Eat dark chocolate, reduce blood pressure

7 July, 2007:

Dark chocolate helps reduce blood pressure, but over-indulgence can cause harm.

A new study by researchers in Germany has found that dark chocolate is good for your heart. The study has been published in the Journal of the American Medical Association.

Researchers say that dark chocolate may stave off hardening of the arteries among smokers, and it has more antioxidants per gram than red wine, green tea or berries. Chocolates are made from cocoa – from dried and partially fermented fatty seed of the cacao tree. Cocoa contains flavonoid, a type of chemical that researchers say has been shown to improve blood flow and reduce blood pressure.

Other studies have shown that milk chocolate, white chocolate, or dark chocolate eaten with milk do not have the same benefits as plain dark chocolate.

Dark chocolate contains chemicals called polyphenols, which seem to increase the production of a substance in the body called nitric oxide that causes the blood vessels to widen, making more room for the blood to flow and thus lowering blood pressure.

Researchers at the University Hospital of Cologne, Germany, studied 44 people with raised blood pressure, putting them into two groups. One ate 6
grams of dark chocolate daily, the other the same amount of white chocolate.

The people were between 56 years and 73 years, with either upper-range pre-hypertension (blood pressure between 130/85 and 139/89) or stage 1 hypertension (blood pressure between 140/90 and 160/100). None of those eating dark chocolate registered changes in body weight or their levels of glucose and lipids.

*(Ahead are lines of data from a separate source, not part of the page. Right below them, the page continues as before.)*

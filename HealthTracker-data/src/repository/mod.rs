// Repository module structure
pub mod errors;
mod health_reading;
mod in_memory;
mod person;
mod storage;

// Re-export commonly used types
pub use errors::RepositoryError;
pub use health_reading::{
    HealthReadingRepositoryTrait, InMemoryHealthReadingRepository, ReadingBatch,
    SqliteHealthReadingRepository,
};
pub use in_memory::InMemoryStorage;
pub use person::{InMemoryPersonRepository, PersonRepositoryTrait, SqlitePersonRepository};

// Re-export test modules for both testing and when mock feature is enabled
#[cfg(any(test, feature = "mock"))]
pub use health_reading::tests;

Their systolic blood pressure (the upper reading which measures the force of blood as the heart beats) fell by 2.9 mm and their diastolic blood pressure (the lower figure taken as the heart relaxes) dropped by 1.9 mm.

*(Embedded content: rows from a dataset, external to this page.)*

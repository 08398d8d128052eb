use std::sync::PoisonError;
use thiserror::Error;
use crate::database::DatabaseError;

/// Error type for repository operations
#[derive(Error, Debug)]
pub enum RepositoryError {
    /// Validation error
    #[error("Validation error: {0}")]
    Validation(String),

    /// Database error
    #[error("Database error: {0}")]
    Database(#[from] DatabaseError),

    /// SQLite error
    #[error("SQLite error: {0}")]
    Sqlite(#[from] rusqlite::Error),

    /// Connection pool error
    #[error("Connection pool error: {0}")]
    Pool(#[from] r2d2::Error),

    /// Lock error
    #[error("Lock error: {0}")]
    Lock(String),

    /// Not found error
    #[error("Not found: {0}")]
    NotFound(String),

    /// Another reading already occupies the owner's timestamp
    #[error("Conflict: {0}")]
    Conflict(String),

    /// Batch used after commit or rollback, or failed to commit
    #[error("Batch error: {0}")]
    Batch(String),
}

impl RepositoryError {
    /// True when the error reports a uniqueness collision rather than a store failure
    pub fn is_conflict(&self) -> bool {
        matches!(self, RepositoryError::Conflict(_))
    }
}

impl<T> From<PoisonError<T>> for RepositoryError {
    fn from(error: PoisonError<T>) -> Self {
        RepositoryError::Lock(error.to_string())
    }
}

In fact, the suggestion that cocoa is beneficial for health is not new. Previous research had suggested that it could bring down blood pressure. However, it had been thought that large quantities were needed to achieve the desired effect and that the benefits would then be offset by the consequences of consuming the high levels of fat and sugar associated with cocoa products.

But the German researchers said they have now shown that benefits can be achieved with a small amount – 30 calories worth of chocolate – and that the blood pressure reduction was small but the effects were clinically noteworthy.

A reduction of 3 mm in blood pressure could reduce the relative risk of stroke mortality by 8%, of coronary artery disease by 5%, and of all-cause
mortality by 4%, the researchers said.

They also stressed that asking people to consume a couple of chunks of chocolate a day was far easier than encouraging “complex behavioral changes” to help them reduce their blood pressure.

However, Sara Stanner, nutritionist of the British Heart Foundation, warned that it is important to remember that chocolate is also high in fat and calories and so over-indulgence is not good for the heart.